# Sinusoidal Positional Encoding — Demo

**Paper:** Vaswani et al. (2017) — *Attention Is All You Need*  
**Formula:** `PE(pos, 2i) = sin(pos / 10000^(2i/d_model))`, `PE(pos, 2i+1) = cos(...)`  
**Properties:** No learnable params | Generalizes to unseen lengths | Static  
**Best for:** General-purpose baseline

In [None]:
import math
import torch
import torch.nn as nn
import numpy as np
import matplotlib.pyplot as plt

device = torch.device('cuda' if torch.cuda.is_available() else 'cpu')
print(f'Device: {device}')

In [None]:
class SinusoidalPositionalEncoding(nn.Module):
    '''
    Sinusoidal PE — Vaswani et al. (2017)
    PE(pos, 2i)   = sin(pos / 10000^(2i/d_model))
    PE(pos, 2i+1) = cos(pos / 10000^(2i/d_model))
    '''
    def __init__(self, d_model, max_seq_len=512, dropout=0.1):
        super().__init__()
        self.dropout = nn.Dropout(p=dropout)

        pe = torch.zeros(max_seq_len, d_model)
        position = torch.arange(0, max_seq_len, dtype=torch.float).unsqueeze(1)
        div_term = torch.exp(
            torch.arange(0, d_model, 2).float() * (-math.log(10000.0) / d_model)
        )
        pe[:, 0::2] = torch.sin(position * div_term)
        pe[:, 1::2] = torch.cos(position * div_term)
        self.register_buffer('pe', pe.unsqueeze(0))  # (1, max_seq_len, d_model)

    def forward(self, x):
        x = x + self.pe[:, :x.size(1), :]
        return self.dropout(x)

print('SinusoidalPositionalEncoding defined.')

In [None]:
# Sanity check — shape test
d_model, seq_len, batch = 64, 50, 4
pe_layer = SinusoidalPositionalEncoding(d_model, max_seq_len=512, dropout=0.0)

x = torch.zeros(batch, seq_len, d_model)
out = pe_layer(x)

print(f'Input shape : {x.shape}')
print(f'Output shape: {out.shape}')  # should be same as input
print(f'PE buffer   : {pe_layer.pe.shape}')
print(f'Learnable params: {sum(p.numel() for p in pe_layer.parameters())}')  # should be 0

In [None]:
# Heatmap — visualize PE across positions and dimensions
d_model, seq_len = 64, 60
pe_layer = SinusoidalPositionalEncoding(d_model, max_seq_len=512, dropout=0.0)

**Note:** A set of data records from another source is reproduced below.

impl SyncWorker {
    async fn run(mut self) {
        debug!(namespace = %self.namespace, "sync worker started");
        loop {
            if self.shared.is_shut_down() {
                break;
            }
            let next = self.shared.slots.lock().next();
            match next {
                Some((job, waiters)) => {
                    self.shared.running.store(true, Ordering::SeqCst);
                    self.execute(job, waiters).await;
                    self.shared.running.store(false, Ordering::SeqCst);
                }
                None => self.shared.notify.notified().await,
            }
        }
        self.shared.fail_pending();
        debug!(namespace = %self.namespace, "sync worker stopped");
    }

    async fn execute(&mut self, job: Job, waiters: Vec<Waiter>) {
        let kind = job.kind();
        let reasons = job.reasons();
        let result = match AssertUnwindSafe(self.run_job(job)).catch_unwind().await {
            Ok(result) => result,
            Err(panic) => {
                let message = panic_message(panic.as_ref());
                error!(
                    namespace = %self.namespace,
                    job = %kind,
                    panic = message,
                    "sync job panicked"
                );
                let mut result = SyncCycleResult::new(kind, reasons);
                result.error = Some(format!("sync job panicked: {message}"));
                result
            }
        };
        self.shared.record(&result);
        for waiter in waiters {
            let _ = waiter.send(Ok(result.clone()));
        }
    }

    async fn run_job(&mut self, job: Job) -> SyncCycleResult {
        match job {
            Job::Push(batch) => self.run_push_delta(&batch),
            Job::Dump(reasons) => self.run_pull_dump(reasons).await,
            Job::Delta(reasons) => self.run_pull_delta(reasons).await,
        }
    }

    fn current_target(&self) -> Option<Arc<CacheTarget>> {
        self.target.read().clone()
    }

    fn finish(
        &self,
        mut result: SyncCycleResult,
        outcome: SyncResult<()>,
        started: Instant,
    ) -> SyncCycleResult {
        result.duration = started.elapsed();
        match outcome {
            Ok(()) => result.success = true,
            Err(e) => {
                warn!(
                    namespace = %self.namespace,
                    job = %result.kind,
                    error = %e,
                    "sync job stopped"
                );
                result.error = Some(e.to_string());
            }
        }
        result
    }

    #[instrument(skip_all, fields(namespace = %self.namespace, reasons = reasons.len()))]
    async fn run_pull_dump(&mut self, reasons: Vec<TriggerReason>) -> SyncCycleResult {
        let started = Instant::now();
        let mut result = SyncCycleResult::new(JobKind::PullDump, reasons.len());
        let outcome = match self.producer.dump.clone() {
            Some(handler) => {
                self.pull_dump_pages(handler.as_ref(), &reasons, &mut result)
                    .await
            }
            None => Err(SyncError::invalid_config("no dump handler")),
        };
        self.finish(result, outcome, started)
    }

    async fn pull_dump_pages(
        &mut self,
        handler: &dyn DumpHandler,
        reasons: &[TriggerReason],
        result: &mut SyncCycleResult,
    ) -> SyncResult<()> {
        let mut state = self.metadata.dump_state()?;
        let mut first_page = state.is_none();
        if first_page {
            info!("starting dump");
        } else {
            info!("resuming interrupted dump");
        }
        self.metadata.set_startup_state(StartupState::InProgress)?;

        loop {
            let request = DumpRequest {
                previous_dump_state: state.clone(),
                cache: self.reader.clone(),
                reasons: reasons.to_vec(),
            };
            let page = handler.pull_dump(request).await?;
            result.handler_calls += 1;
            result.applied += self.apply_dump_page(page.entries(), first_page)?;
            debug!(
                page = result.handler_calls,
                entries = page.entries().len(),
                more = page.has_more(),
                "dump page applied"
            );
            first_page = false;

            match page {
                PullDumpResponse::More {
                    next_dump_state, ..
                } => {
                    self.metadata.set_dump_state(Some(&next_dump_state))?;
                    state = Some(next_dump_state);
                }
                PullDumpResponse::Done {
                    next_delta_state, ..
                } => {
                    self.metadata.set_dump_state(None)?;
                    if let Some(cursor) = next_delta_state {
                        self.metadata.set_delta_state(Some(&cursor))?;
                    }
                    self.metadata.set_startup_state(StartupState::Done)?;
                    result.applied += self.complete_discovery()?;
                    info!(pages = result.handler_calls, "dump completed");
                    return Ok(());
                }
            }
        }
    }

    #[instrument(skip_all, fields(namespace = %self.namespace, reasons = reasons.len()))]
    async fn run_pull_delta(&mut self, reasons: Vec<TriggerReason>) -> SyncCycleResult {
        let started = Instant::now();
        let mut result = SyncCycleResult::new(JobKind::PullDelta, reasons.len());
        let outcome = match self.producer.delta.clone() {
            Some(handler) => {
                self.pull_delta_batches(handler.as_ref(), &reasons, &mut result)
                    .await
            }
            None => Err(SyncError::invalid_config("no delta handler")),
        };
        self.finish(result, outcome, started)
    }

    async fn pull_delta_batches(
        &mut self,
        handler: &dyn DeltaHandler,
        reasons: &[TriggerReason],
        result: &mut SyncCycleResult,
    ) -> SyncResult<()> {
        let affected_collections = TriggerReason::affected_union(reasons);
        loop {
            let request = DeltaRequest {
                previous_delta_state: self.metadata.delta_state()?,
                cache: self.reader.clone(),
                affected_collections: affected_collections.clone(),
                reasons: reasons.to_vec(),
            };
            let response = handler.pull_delta(request).await?;
            result.handler_calls += 1;
            let more = response.more;
            let batch = DeltaBatch::from(response);
            result.applied += self.apply_delta_batch(&batch)?;
            self.metadata
                .set_delta_state(batch.next_delta_state.as_ref())?;
            debug!(batch = result.handler_calls, entries = batch.len(), more, "delta applied");
            if !more {
                break;
            }
        }
        result.applied += self.complete_discovery()?;
        Ok(())
    }

    #[instrument(skip_all, fields(namespace = %self.namespace, entries = batch.len()))]
    fn run_push_delta(&mut self, batch: &DeltaBatch) -> SyncCycleResult {
        let started = Instant::now();
        let mut result = SyncCycleResult::new(JobKind::PushDelta, 1);
        let outcome = self.apply_delta_batch(batch).and_then(|stats| {
            result.applied += stats;
            if let Some(cursor) = batch.next_delta_state.as_ref().filter(|c| !c.is_null()) {
                self.metadata.set_delta_state(Some(cursor))?;
            }
            Ok(())
        });
        self.finish(result, outcome, started)
    }

    fn apply_dump_page(&mut self, entries: &[Entry], first_page: bool) -> SyncResult<ApplyStats> {
        if let Some(target) = self.current_target() {
            return Ok(target.apply_dump(entries, first_page)?);
        }
        match self.discovery.as_mut() {
            Some(discovery) => {
                discovery.observe_dump(entries, first_page)?;
                Ok(ApplyStats::default())
            }
            None => Err(SyncError::SchemaUnavailable),
        }
    }

    fn apply_delta_batch(&mut self, batch: &DeltaBatch) -> SyncResult<ApplyStats> {
        if let Some(target) = self.current_target() {
            return Ok(target.apply_delta(batch)?);
        }
        match self.discovery.as_mut() {
            Some(discovery) => {
                discovery.observe_delta(batch)?;
                Ok(ApplyStats::default())
            }
            None => Err(SyncError::SchemaUnavailable),
        }
    }

    fn complete_discovery(&mut self) -> SyncResult<ApplyStats> {
        let Some(discovery) = self.discovery.as_ref() else {
            return Ok(ApplyStats::default());
        };
        if !discovery.has_samples() {
            debug!("no records observed yet, schema discovery continues");
            return Ok(ApplyStats::default());
        }
        let (target, stats) = discovery.complete(self.store.clone(), &self.metadata)?;
        *self.target.write() = Some(target);
        self.discovery = None;
        Ok(stats)
    }
}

dummy = torch.zeros(1, seq_len, d_model)
with torch.no_grad():
    encoded = pe_layer(dummy)

pe_matrix = encoded[0].numpy()  # (seq_len, d_model)

fig, axes = plt.subplots(1, 2, figsize=(16, 4))

# Heatmap
im = axes[0].imshow(pe_matrix.T, aspect='auto', cmap='RdYlBu', origin='lower')
axes[0].set_xlabel('Position')
axes[0].set_ylabel('Dimension')
axes[0].set_title('Sinusoidal PE Heatmap (dim x position)')
plt.colorbar(im, ax=axes[0])

# Line plot — first 4 dimensions
for i in range(4):
    axes[1].plot(pe_matrix[:, i], label=f'dim {i}')
axes[1].set_xlabel('Position')
axes[1].set_ylabel('PE Value')
axes[1].set_title('Sinusoidal PE — First 4 Dimensions')
axes[1].legend()
axes[1].grid(True, alpha=0.3)

plt.tight_layout()
plt.savefig('demo_sinusoidal_heatmap.png', dpi=150, bbox_inches='tight')
plt.show()
print('Saved: demo_sinusoidal_heatmap.png')

In [None]:
# Summary
print('=== Sinusoidal PE Summary ===')
print(f'Learnable parameters : 0')
print(f'Generalizes to unseen lengths: YES')
print(f'Task-adaptive: NO (static)')
print(f'Complexity: O(n * d_model)')
print(f'Key paper: Vaswani et al. (2017)')
print()
print('Ready to use in experiments.')
print('Import: from PE.sinusoidal_pe import SinusoidalPositionalEncoding')